Eric, 48 ans, en couple depuis deux ans. Je travaille dans une galerie d'art.
Aujourd'hui, notre conversation portera essentiellement sur le thème du coming out. Comment s'est passé le vôtre ? Comment l'avez-vous vécu ?
Le coming out affecte de nombreux domaines différents : Famille, amis, entourage plus ou moins proche, travail, etc. Tout ne peut pas se passer comme souhaité. Pour ma part, ma famille a été divisée par cette annonce. Mes amis proches ont quant à eux montré beaucoup de compréhension à mon égard. Ils m'ont soutenu contre vents et marées. Mais on ne peut pas attendre une telle attitude de tout un chacun. Même au sein de sa propre famille, malheureusement...
Est-ce-qu’il y a eu quelque chose comme un moment clé ?
Oui, oui, il y en a eu un !
Lequel ?
C'était un soir d'hiver. Si je me souviens bien, je devais avoir 20 ou 21 ans, car je venais d'entrer à l'école d'art. Ma professeure, à qui j'avais demandé conseil, m'avait invité à boire un thé chez elle pour discuter de ce qui me tracassait. On a passé une agréable soirée. Bea avait environ 50 ans, elle avait de l'expérience, la maturité dont j'avais besoin à ce moment de ma vie, je suppose. Elle me fascinait. Elle était un peu comme un mentor pour moi. En tout cas, cette nuit-là, elle m'a tiré les cartes de tarot et le déclic a eu lieu.
Plutôt mystique...
Je vous l'accorde, cela a l'air un peu étrange, mais c'était une expérience émotionnelle et spirituelle merveilleuse. Plus la séance progressait, plus mon homosexualité m'apparaissait claire, presque logique. En gros, Bea a dirigé l'interprétation des cartes dans une direction.

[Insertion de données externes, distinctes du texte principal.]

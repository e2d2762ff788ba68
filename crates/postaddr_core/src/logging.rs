//! Core logging bootstrap.
//!
//! # Responsibility
//! - Initialize file-based rolling logs exactly once per process.
//! - Emit stable, metadata-only diagnostic events from core.
//!
//! # Invariants
//! - Logging init is idempotent for the same directory and level.
//! - Re-initialization with a different directory or level is rejected.
//! - Initialization never panics.

use flexi_logger::{Cleanup, Criterion, FileSpec, Logger, LoggerHandle, Naming, WriteMode};
use log::info;
use once_cell::sync::OnceCell;
use std::path::{Path, PathBuf};

const LOG_FILE_BASENAME: &str = "postaddr";
const MAX_LOG_FILE_SIZE_BYTES: u64 = 10 * 1024 * 1024;
const MAX_LOG_FILES: usize = 5;

static LOGGING_STATE: OnceCell<LoggingState> = OnceCell::new();

struct LoggingState {
    level: &'static str,
    log_dir: PathBuf,
    _logger: LoggerHandle,
}

/// Initializes core logging with level and directory.
///
/// # Errors
/// - Returns an error when `level` is unsupported.
/// - Returns an error when `log_dir` is empty, non-absolute, or cannot be
///   created.
/// - Returns an error when logging is already active with a different
///   level or directory.
pub fn init_logging(level: &str, log_dir: &str) -> Result<(), String> {
    let level = normalize_level(level)?;
    let log_dir = normalize_log_dir(log_dir)?;

    let state = LOGGING_STATE.get_or_try_init(|| -> Result<LoggingState, String> {
        std::fs::create_dir_all(&log_dir).map_err(|err| {
            format!("failed to create log directory `{}`: {err}", log_dir.display())
        })?;

        let logger = Logger::try_with_str(level)
            .map_err(|err| format!("invalid log level `{level}`: {err}"))?
            .log_to_file(
                FileSpec::default()
                    .directory(log_dir.as_path())
                    .basename(LOG_FILE_BASENAME),
            )
            .rotate(
                Criterion::Size(MAX_LOG_FILE_SIZE_BYTES),
                Naming::Numbers,
                Cleanup::KeepLogFiles(MAX_LOG_FILES),
            )
            .write_mode(WriteMode::BufferAndFlush)
            .append()
            .format_for_files(flexi_logger::detailed_format)
            .start()
            .map_err(|err| format!("failed to start logger: {err}"))?;

        info!(
            "event=core_init module=core status=ok level={} log_dir={} version={}",
            level,
            log_dir.display(),
            env!("CARGO_PKG_VERSION")
        );

        Ok(LoggingState {
            level,
            log_dir: log_dir.clone(),
            _logger: logger,
        })
    })?;

    if state.log_dir != log_dir {
        return Err(format!(
            "logging already initialized at `{}`; refusing to switch to `{}`",
            state.log_dir.display(),
            log_dir.display()
        ));
    }
    if state.level != level {
        return Err(format!(
            "logging already initialized with level `{}`; refusing to switch to `{level}`",
            state.level
        ));
    }

    Ok(())
}

/// Returns `(level, log_dir)` when logging is active, `None` otherwise.
pub fn logging_status() -> Option<(&'static str, PathBuf)> {
    LOGGING_STATE
        .get()
        .map(|state| (state.level, state.log_dir.clone()))
}

/// Default log level for the current build mode.
pub fn default_log_level() -> &'static str {
    if cfg!(debug_assertions) {
        "debug"
    } else {
        "info"
    }
}

fn normalize_level(level: &str) -> Result<&'static str, String> {
    match level.trim().to_ascii_lowercase().as_str() {
        "trace" => Ok("trace"),
        "debug" => Ok("debug"),
        "info" => Ok("info"),
        "warn" | "warning" => Ok("warn"),
        "error" => Ok("error"),
        other => Err(format!(
            "unsupported log level `{other}`; expected trace|debug|info|warn|error"
        )),
    }
}

fn normalize_log_dir(log_dir: &str) -> Result<PathBuf, String> {
    let trimmed = log_dir.trim();
    if trimmed.is_empty() {
        return Err("log_dir cannot be empty".to_string());
    }
    let path = Path::new(trimmed);
    if !path.is_absolute() {
        return Err(format!("log_dir must be an absolute path, got `{trimmed}`"));
    }
    Ok(path.to_path_buf())
}
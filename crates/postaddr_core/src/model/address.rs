//! Canonical postal address value type.
//!
//! # Responsibility
//! - Validate raw text against the address grammar and keep the accepted
//!   form verbatim as the single stored representation.
//! - Expose derived field views and host-facing display projections.
//!
//! # Invariants
//! - A `PostAddress` exists only if its text passed a full parse; the
//!   stored text therefore always re-decomposes.
//! - Parsing validates, it never normalizes: caller-supplied case and
//!   spacing survive unchanged.
//! - The value is immutable after construction.

use crate::model::fields::AddressFields;
use log::debug;
use serde::de::{self, Deserialize, Deserializer};
use serde::ser::{Serialize, Serializer};
use std::error::Error;
use std::fmt::{Display, Formatter};
use std::str::FromStr;

/// Sentinel rendered by [`PostAddress::display_unit`] for unit-less
/// addresses, inherited from the host-facing projection contract.
pub const NO_UNIT_SENTINEL: &str = "NULL";

/// Validation failure for raw address text.
///
/// Parsing is all-or-nothing: the first violated grammar rule rejects the
/// whole input, and the error carries that input unchanged.
#[derive(Debug, Clone, PartialEq, Eq)]
pub enum AddressParseError {
    InvalidSyntax(String),
}

impl AddressParseError {
    /// The rejected raw input.
    pub fn input(&self) -> &str {
        match self {
            Self::InvalidSyntax(text) => text,
        }
    }
}

impl Display for AddressParseError {
    fn fmt(&self, f: &mut Formatter<'_>) -> std::fmt::Result {
        match self {
            Self::InvalidSyntax(text) => {
                write!(f, "invalid input syntax for address: \"{text}\"")
            }
        }
    }
}

impl Error for AddressParseError {}

/// A validated postal address in the form `[unit/]street, suburb, STATE
/// POSTCODE`.
///
/// Only the canonical text is stored; every field is re-derived on demand
/// through [`AddressFields::decompose`].
#[derive(Debug, Clone)]
pub struct PostAddress {
    text: String,
}

impl PostAddress {
    /// Parses raw text into a canonical address.
    ///
    /// # Contract
    /// - On success the stored canonical text is the input verbatim.
    /// - On failure returns [`AddressParseError::InvalidSyntax`] carrying
    ///   the input; no partial result is produced.
    pub fn parse(raw: impl Into<String>) -> Result<Self, AddressParseError> {
        let text = raw.into();
        if let Err(err) = AddressFields::decompose(&text) {
            debug!("event=parse_reject module=core status=error input_len={}", text.len());
            return Err(err);
        }
        Ok(Self { text })
    }

    /// The canonical text, byte-for-byte the accepted input.
    pub fn as_str(&self) -> &str {
        &self.text
    }

    /// Decomposes the canonical text into borrowed fields.
    pub fn fields(&self) -> AddressFields<'_> {
        AddressFields::decompose(&self.text)
            .expect("canonical text re-decomposes by construction")
    }

    /// The four-digit postcode field.
    pub fn display_postcode(&self) -> &str {
        self.fields().postcode
    }

    /// The unit designator, or [`NO_UNIT_SENTINEL`] when the address has
    /// no unit.
    pub fn display_unit(&self) -> &str {
        self.fields().unit.unwrap_or(NO_UNIT_SENTINEL)
    }

    /// Human-oriented short form: street name without its house number,
    /// then the state. Suburb and postcode are dropped.
    ///
    /// `12 Smith Street, Springfield, VI 3000` renders as
    /// `Smith Street, VI`.
    pub fn display_short(&self) -> String {
        let fields = self.fields();
        format!("{}, {}", fields.street_name(), fields.state)
    }
}

impl Display for PostAddress {
    fn fmt(&self, f: &mut Formatter<'_>) -> std::fmt::Result {
        f.write_str(&self.text)
    }
}

impl FromStr for PostAddress {
    type Err = AddressParseError;

    fn from_str(s: &str) -> Result<Self, Self::Err> {
        Self::parse(s)
    }
}

impl Serialize for PostAddress {
    fn serialize<S: Serializer>(&self, serializer: S) -> Result<S::Ok, S::Error> {
        serializer.serialize_str(&self.text)
    }
}

impl<'de> Deserialize<'de> for PostAddress {
    fn deserialize<D: Deserializer<'de>>(deserializer: D) -> Result<Self, D::Error> {
        let text = String::deserialize(deserializer)?;
        Self::parse(text).map_err(de::Error::custom)
    }
}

Au fond d'elle, elle savait que les garçons m'attiraient. Mais elle voulait que je le découvre moi-même, d'où l'astuce du Tarot. Vous comprenez bien que ce ne sont pas les cartes qui ont fait de moi ce que je suis. Ce "jeu" m'a seulement aidé à voir plus clair.

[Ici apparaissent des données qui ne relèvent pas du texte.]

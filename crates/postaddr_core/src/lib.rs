//! Core domain logic for the postaddr address type.
//! This crate is the single source of truth for the address grammar and
//! its comparison semantics.

pub mod hash;
pub mod logging;
pub mod model;
pub mod order;

pub use hash::fnv1a32;
pub use logging::{default_log_level, init_logging, logging_status};
pub use model::address::{AddressParseError, PostAddress, NO_UNIT_SENTINEL};
pub use model::fields::AddressFields;
pub use order::{compare, AddressOrdering};

/// Returns the core crate version.
pub fn core_version() -> &'static str {
    env!("CARGO_PKG_VERSION")
}
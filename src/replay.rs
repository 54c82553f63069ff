//! Replay of recorded detector output.
//!
//! The input is JSON lines, one object per frame:
//!
//! ```text
//! {"timestamp": 12.033, "landmarks": [[0.41, 0.37, -0.02], ...]}
//! {"timestamp": 12.066, "landmarks": null}
//! ```
//!
//! `timestamp` is optional; frames without one are stamped from the
//! tracker's clock. Missing or `null` landmarks mean no face was detected.

use crate::{clock::Clock, landmarks::LandmarkSet, processor::FrameProcessor, Error, Result};
use serde::{Deserialize, Serialize};
use std::io::{BufRead, Write};

/// One recorded frame of detector output
#[derive(Debug, Clone, Default, PartialEq, Serialize, Deserialize)]
pub struct RecordedFrame {
    #[serde(default)]
    pub timestamp: Option<f64>,
    #[serde(default)]
    pub landmarks: Option<Vec<[f64; 3]>>,
}

impl RecordedFrame {
    #[must_use]
    pub fn landmark_set(&self) -> Option<LandmarkSet> {
        self.landmarks.as_deref().map(LandmarkSet::from_triples)
    }
}

/// Counters accumulated over a replay
#[derive(Debug, Clone, Copy, Default, PartialEq, Eq)]
pub struct ReplaySummary {
    /// Frames read from the stream
    pub frames: usize,
    /// Frames in which a face was present
    pub faces: usize,
    /// Blinks confirmed by the end of the stream
    pub total_blinks: u64,
}

/// Decode frames from a JSON-lines reader, skipping blank lines
pub fn read_frames<R: BufRead>(reader: R) -> impl Iterator<Item = Result<RecordedFrame>> {
    reader
        .lines()
        .enumerate()
        .filter_map(|(index, line)| match line {
            Ok(text) if text.trim().is_empty() => None,
            Ok(text) => Some(serde_json::from_str(&text).map_err(|e| Error::ReplayError {
                line: index + 1,
                message: e.to_string(),
            })),
            Err(e) => Some(Err(Error::from(e))),
        })
}

/// Run every frame through `processor`, writing one status line per face.
///
/// # Errors
///
/// Stops at the first undecodable line, landmark contract violation or
/// write failure.
pub fn replay<R, W, C>(reader: R, out: &mut W, processor: &mut FrameProcessor<C>) -> Result<ReplaySummary>
where
    R: BufRead,
    W: Write,
    C: Clock,
{
    let mut summary = ReplaySummary::default();

    for frame in read_frames(reader) {
        let frame = frame?;
        summary.frames += 1;

        let timestamp = frame.timestamp.unwrap_or_else(|| processor.tracker().clock().now());
        let landmarks = frame.landmark_set();
        match processor.process(landmarks.as_ref(), Some(timestamp))? {
            Some(report) => {
                summary.faces += 1;
                summary.total_blinks = report.blink.total_blinks;
                writeln!(out, "{timestamp:.3} {report}")?;
            }
            None => log::debug!("No face in frame {}", summary.frames),
        }
    }

    if summary.frames > 0 && summary.faces == 0 {
        log::warn!("No face detected in any of {} frames", summary.frames);
    }

    Ok(summary)
}
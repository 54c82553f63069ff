//! Signal filtering for per-frame scalar measurements.
//!
//! Only the head pitch is smoothed across frames; landmarks themselves are
//! passed through untouched.

/// Exponential moving average used to smooth the pitch angle
pub mod exponential;

pub use exponential::PitchSmoother;

/// Trait for stateful single-channel filters
pub trait SignalFilter: Send + Sync {
    /// Feed one sample and return the filtered value
    fn apply(&mut self, value: f64) -> f64;

    /// Current filtered value, if any sample has been seen
    fn value(&self) -> Option<f64>;

    /// Reset filter state
    fn reset(&mut self);

    /// Get filter name
    fn name(&self) -> &str;
}
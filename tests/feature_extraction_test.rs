//! Tests for eye aspect ratio and pitch extraction on synthetic faces


use eyelid_monitor::{
    constants::DEFAULT_EYELID_THRESHOLD, features::FeatureExtractor, landmarks::LandmarkLayout, Error,
};
use proptest::prelude::*;
use test_helpers::{face, ibug_layout, synthetic_frame, truncated_frame, EYE_WIDTH};

#[test]
fn test_open_and_closed_eyes() {
    let extractor = FeatureExtractor::default();

    let open = extractor.extract(&face(0.30, 0.0)).unwrap();
    assert!((open.eye.eye_aspect_ratio - 0.30).abs() < 1e-4);
    assert!(!open.eye.is_closed);

    let closed = extractor.extract(&face(0.10, 0.0)).unwrap();
    assert!((closed.eye.eye_aspect_ratio - 0.10).abs() < 1e-4);
    assert!(closed.eye.is_closed);
}

#[test]
fn test_eyelid_distance_is_mean_vertical_sum() {
    let extractor = FeatureExtractor::default();
    let features = extractor.extract(&face(0.25, 0.0)).unwrap();
    // Two vertical spans of ear * width each
    assert!((features.eye.eyelid_distance - 2.0 * 0.25 * EYE_WIDTH).abs() < 1e-9);
}

#[test]
fn test_threshold_boundary_counts_as_open() {
    let frame = face(0.21, 0.0);
    let ear = FeatureExtractor::default().extract(&frame).unwrap().eye.eye_aspect_ratio;

    let at_threshold = FeatureExtractor::new(LandmarkLayout::face_mesh(), ear).unwrap();
    assert!(!at_threshold.extract(&frame).unwrap().eye.is_closed);

    let just_above = FeatureExtractor::new(LandmarkLayout::face_mesh(), ear + 1e-9).unwrap();
    assert!(just_above.extract(&frame).unwrap().eye.is_closed);
}

#[test]
fn test_closing_crosses_threshold_once() {
    let extractor = FeatureExtractor::default();
    let mut flips = 0;
    let mut was_closed = false;
    for step in 0..=40 {
        let ear = 0.4 - f64::from(step) * 0.01;
        let features = extractor.extract(&face(ear, 0.0)).unwrap();
        assert_eq!(features.eye.is_closed, features.eye.eye_aspect_ratio < DEFAULT_EYELID_THRESHOLD);
        if features.eye.is_closed != was_closed {
            flips += 1;
            was_closed = features.eye.is_closed;
        }
    }
    assert_eq!(flips, 1);
    assert!(was_closed);
}

#[test]
fn test_pitch_angle() {
    let extractor = FeatureExtractor::default();
    for pitch in [0.0, 15.0, 30.0, 60.0, 120.0] {
        let features = extractor.extract(&face(0.3, pitch)).unwrap();
        // Epsilon in the normalization skews angles near 0 slightly
        let tolerance = if pitch == 0.0 { 0.5 } else { 0.01 };
        assert!(
            (features.raw_pitch_deg - pitch).abs() < tolerance,
            "expected {pitch}, got {}",
            features.raw_pitch_deg
        );
    }
}

#[test]
fn test_pitch_uses_configured_up_vector() {
    let mut layout = LandmarkLayout::face_mesh();
    layout.up_vector = [1.0, 0.0, 0.0];
    let extractor = FeatureExtractor::new(layout.clone(), DEFAULT_EYELID_THRESHOLD).unwrap();
    // Chin straight below the nose is perpendicular to the x axis
    let features = extractor.extract(&synthetic_frame(&layout, 0.3, 0.0)).unwrap();
    assert!((features.raw_pitch_deg - 90.0).abs() < 1e-6);
}

#[test]
fn test_alternate_layout() {
    let layout = ibug_layout();
    let extractor = FeatureExtractor::new(layout.clone(), DEFAULT_EYELID_THRESHOLD).unwrap();

    let features = extractor.extract(&synthetic_frame(&layout, 0.15, 45.0)).unwrap();
    assert!(features.eye.is_closed);
    assert!((features.raw_pitch_deg - 45.0).abs() < 0.01);

    // Face Mesh frames violate the 68-point contract
    assert!(matches!(extractor.extract(&face(0.3, 0.0)), Err(Error::InvalidInput(_))));
}

#[test]
fn test_truncated_frame_is_rejected() {
    let err = FeatureExtractor::default().extract(&truncated_frame()).unwrap_err();
    assert!(err.to_string().contains("Expected 478 landmarks"));
}

proptest! {
    #[test]
    fn prop_ear_non_increasing_as_aperture_shrinks(
        start in 0.05f64..0.6,
        steps in proptest::collection::vec(0.0f64..0.05, 1..20)
    ) {
        let extractor = FeatureExtractor::default();
        let mut ear = start;
        let mut previous = extractor.extract(&face(ear, 0.0)).unwrap().eye.eye_aspect_ratio;
        for step in steps {
            ear = (ear - step).max(0.0);
            let current = extractor.extract(&face(ear, 0.0)).unwrap().eye.eye_aspect_ratio;
            prop_assert!(current <= previous + 1e-12);
            previous = current;
        }
    }

    #[test]
    fn prop_is_closed_matches_strict_comparison(ear in 0.0f64..0.6, threshold in 0.0f64..0.6) {
        let extractor = FeatureExtractor::new(LandmarkLayout::face_mesh(), threshold).unwrap();
        let eye = extractor.extract(&face(ear, 0.0)).unwrap().eye;
        prop_assert_eq!(eye.is_closed, eye.eye_aspect_ratio < threshold);
        prop_assert!(eye.eye_aspect_ratio.is_finite());
    }

    #[test]
    fn prop_pitch_in_range(pitch in -180.0f64..180.0) {
        let raw = FeatureExtractor::default().extract(&face(0.3, pitch)).unwrap().raw_pitch_deg;
        prop_assert!((0.0..=180.0).contains(&raw));
    }
}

Quel a été votre sentiment sur le moment ?
C'était génial ! J'étais heureux ! Soulagé. En fait, je suis toujours heureux quand je comprends quelque chose.
Mais n'avez-vous pas pressenti les problèmes pouvant émerger suite à votre coming out ?
Sur le coup, pas le moins du monde ! Je n'avais jamais pensé être gay et je ne m'étais jamais posé la question de l'homosexualité chez moi ou chez les autres. Je n'avais pas peur des réactions des autres. Le bonheur de cette découverte m'avait probablement rendu naïf. Mon erreur a été de croire que cela ne poserait aucun problème aux autres. Pourquoi mon homosexualité devait-elle poser problème ? J'étais si heureux...
Comment ont réagi tes parents ?
Mon père a eu la vie facile. C'est un humaniste, un émotionnel, dans un sens à la fois positif et négatif. Je me rappelle exactement du moment où je lui ai dit. C'était lors d'une promenade dans le jardin botanique. Il m'a écouté attentivement, ce qui a plus de valeur que n'importe quel discours. Puis il m'a posé des questions intimes, mais je préfère garder cette discussion de père à fils pour moi.
Et votre mère ?
Difficile. Elle était psychologue mais elle n'a pas réagi comme je l'avais espéré. Elle a fait un blocage par rapport à mon coming out. Je crois qu'elle n'a jamais vraiment pu accepter le fait qu'elle n'aurait jamais de petits-enfants. A l'époque les couples homosexuels n'avaient pas le droit d'adopter. L'homosexualité était également perçue différemment. En fait, ce n’est qu’après sa mort que j’ai appris à quel point elle avait souffert toutes ces années.
Vous souvenez-vous de votre premier ami ? Comment était-ce ?
Il s'appelait Jean. Blond, cheveux mi-longs, très délicat, de type féminin. Un jour il a même été jeté par le gardien de son école parce qu'il s’était habillé et comporté comme une fille. Jean était très soigné et ne savait pas cuisiner. Nous nous sommes connus lors d'une fête légendaire de fin d’études. On s’est plu au premier regard. Jean me voulait et je suis tombé éperdument amoureux, je l'ai trouvé magnifique, ce qu'il était.
Était-ce votre première expérience avec un homme ?
Sexuellement ?
Oui, sexuellement.
Oui, nous avons fait l’amour ce soir-là. C’était ma première fois. Mais honnêtement, je ne me souviens pas exactement de tous les détails, nous avions beaucoup bu. J’ai quelques bribes de souvenir : les gestes tendres, les baisers, toute la douceur sur la terrasse de mon appartement, mais le sexe, cet acte en soi - je pense que ce n’était pas vraiment spectaculaire, mais c’était une bonne première. La première fois, et c’était aussi sa première fois, il y a quelques douleurs qu’on ne peut éviter, tout simplement parce qu’on ne sait pas trop comment s’y prendre.